Unser Arbeitsplatz verändert sich

Abgesehen davon sind es die Anforderungen am Arbeitsplatz, die sich stetig ändern: Besonders in kleinen Start-ups gehören Überstunden zum guten Ton, und der gemeinsame Drink zum Feierabend mag zwar den Teamzusammenhalt stärken, bringt aber gerade berufstätige Eltern oft in Zeitnot. In kleinen Teams ist die ständige Heimarbeit nicht gern gesehen, da hierunter die Kommunikation leiden kann.

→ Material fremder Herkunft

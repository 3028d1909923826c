use crate::data::types::Reading;

/// How close (in hours) a ground-truth reading must be to a forecast point
/// to pair them for the dynamic bias average.
const PAIRING_TOLERANCE_HOURS: f64 = 0.5;

/// Correction layer for the forecast source. The static bias is a fixed,
/// historically calibrated additive term; the dynamic bias is measured fresh
/// each morning against the ground-truth feed.
#[derive(Debug, Clone)]
pub struct BiasEstimator {
    static_bias: f64,
    danger_ceiling: f64,
}

impl BiasEstimator {
    pub fn new(static_bias: f64, danger_ceiling: f64) -> Self {
        Self {
            static_bias,
            danger_ceiling,
        }
    }

    /// Raw forecast plus the configured static correction.
    pub fn corrected_forecast(&self, raw_forecast: f64) -> f64 {
        raw_forecast + self.static_bias
    }

    /// Mean (ground truth − forecast) over morning pairs up to `up_to_hour`.
    /// Positive means the model is underforecasting (the day runs warmer
    /// than predicted). None until at least one pair exists.
    pub fn dynamic_bias(
        &self,
        ground_truth: &[Reading],
        hourly_forecast: &[Reading],
        up_to_hour: f64,
    ) -> Option<f64> {
        let mut diffs = Vec::new();
        for obs in ground_truth.iter().filter(|o| o.hour <= up_to_hour) {
            let paired = hourly_forecast
                .iter()
                .find(|p| (p.hour - obs.hour).abs() <= PAIRING_TOLERANCE_HOURS);
            if let Some(p) = paired {
                diffs.push(obs.temp_c - p.temp_c);
            }
        }
        if diffs.is_empty() {
            return None;
        }
        let mean = diffs.iter().sum::<f64>() / diffs.len() as f64;
        Some((mean * 100.0).round() / 100.0)
    }

    /// Best available forecast high: dynamic correction once the morning
    /// window has produced a bias, static correction before that. Only a
    /// warm bias is ever added on top of the raw forecast; a cold morning
    /// must not drag the estimate below the model's own number.
    pub fn dynamic_forecast(&self, raw_forecast: f64, dynamic_bias: Option<f64>) -> f64 {
        match dynamic_bias {
            Some(bias) => raw_forecast + bias.max(0.0),
            None => self.corrected_forecast(raw_forecast),
        }
    }

    /// Safety trip: the model is underforecasting by more than we trust.
    /// Consumed by the upper tier and the guard.
    pub fn dynamic_bias_dangerous(&self, dynamic_bias: Option<f64>) -> bool {
        dynamic_bias.map(|b| b > self.danger_ceiling).unwrap_or(false)
    }
}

Der neue Stellenwert von Freizeit

Auch die Art, wie wir unsere Freizeit gestalten, ist im Wandel: Viele Menschen wollen nicht „nur“ berufstätig bzw. ausschließlich Vater/Mutter sein. Vielmehr stehen nach der Arbeit häufig noch Sport, das Treffen mit Freunden, Unternehmungen mit der Familie oder ein Hobby auf dem Programm – Stichwort „Selbstverwirklichung“ oder „Self Care“.

Tipp

Nach einer Studie des IGES Instituts von 2013 nehmen 61% aller Frauen nach der Elternzeit (wieder) eine Teilzeitstelle auf und arbeiten nicht in Vollzeit.

Tipps für Arbeitgeber

So schwierig die aktuelle Lage sein mag – viele Arbeitgeber bieten ihren Angestellten Möglichkeiten, um beispielsweise die Kinderbetreuung und den Job, die Pflege von Angehörigen oder einfach den ganz eigenen Lebensrhythmus mit dem Job zu verbinden:

  • Homeoffice: Bei der Arbeit von zu Hause aus sparen sich Arbeitnehmer den Anfahrtsweg und können beispielsweise in der Mittagspause die Kinder abholen oder einkaufen gehen. Aber Vorsicht: Ein adäquater Ersatz für eine Kinderbetreuung ist eine Tätigkeit aus dem Homeoffice nicht.
  • Gleitzeit: Der Zeitfaktor „Kind“ kann besonders am Morgen unberechenbar sein – schön, wenn Sie dann nicht um Punkt 8 Uhr im Büro sein müssen. Auch bei privaten Terminen können Sie so flexibler sein und beispielsweise früher anfangen zu arbeiten, wenn Sie eher aufhören müssen.
  • Individuelle Kernarbeitszeiten: Unterscheidet sich Ihr Rhythmus deutlich und über längere Zeit hinweg von dem Ihrer Kollegen, bietet sich die Anpassung Ihrer Kernarbeitszeiten an. So wissen alle, wann Sie auf jeden Fall erreichbar sind, und gemeinsame Aufgaben sind besser planbar.

Was kann ich selbst tun?

In den seltensten Fällen reicht es, einzig und allein auf den Arbeitgeber oder das Umfeld zu hoffen. Werden Sie stattdessen selbst aktiv: Mit diesen drei Leitsätzen gestalten Sie Ihren Arbeitsalltag nicht nur selbstbestimmter, Sie profitieren darüber hinaus garantiert von einer besseren Work-Life-Balance.

Fragen Sie nach!

Oft sind Teamleiter dem Thema gegenüber offen – wer allerdings bisher keine Erfahrungen mit Homeoffice und Co. gemacht hat, sieht das Thema vermutlich etwas kritisch. Überzeugen Sie Ihre Vorgesetzten und begründen Sie, warum beispielsweise eine Änderung der Arbeitszeiten sinnvoll ist und wie sie sogar Ihre Produktivität fördern kann.

Schalten Sie ab!

Abends schnell ein letztes Mal die Mails checken oder eine Präsentation fertig basteln – die Grenze zwischen Arbeits- und Privatleben verschwimmt aktuell mehr denn je, was jedoch Gift für unsere Work-Life-Balance ist. Deshalb sollte der Computer zum Dienstende ausgeschaltet werden (und bleiben), und das Diensthandy ist ausschließlich eingeschaltet, wenn es wirklich notwendig ist!

Sagen Sie Nein!

Ob Teamevent oder Zusatzaufgaben, die schon im Vorhinein ein Garant für Überstunden sind: Lernen Sie, berufliche Aufgaben oder Termine abzusagen, die bis in Ihr Privatleben hineinragen. Wichtig ist hier, eine nachvollziehbare Begründung abzugeben – „keine Lust“ zählt nicht und macht außerdem einen schlechten Eindruck auf Familie und Kollegen.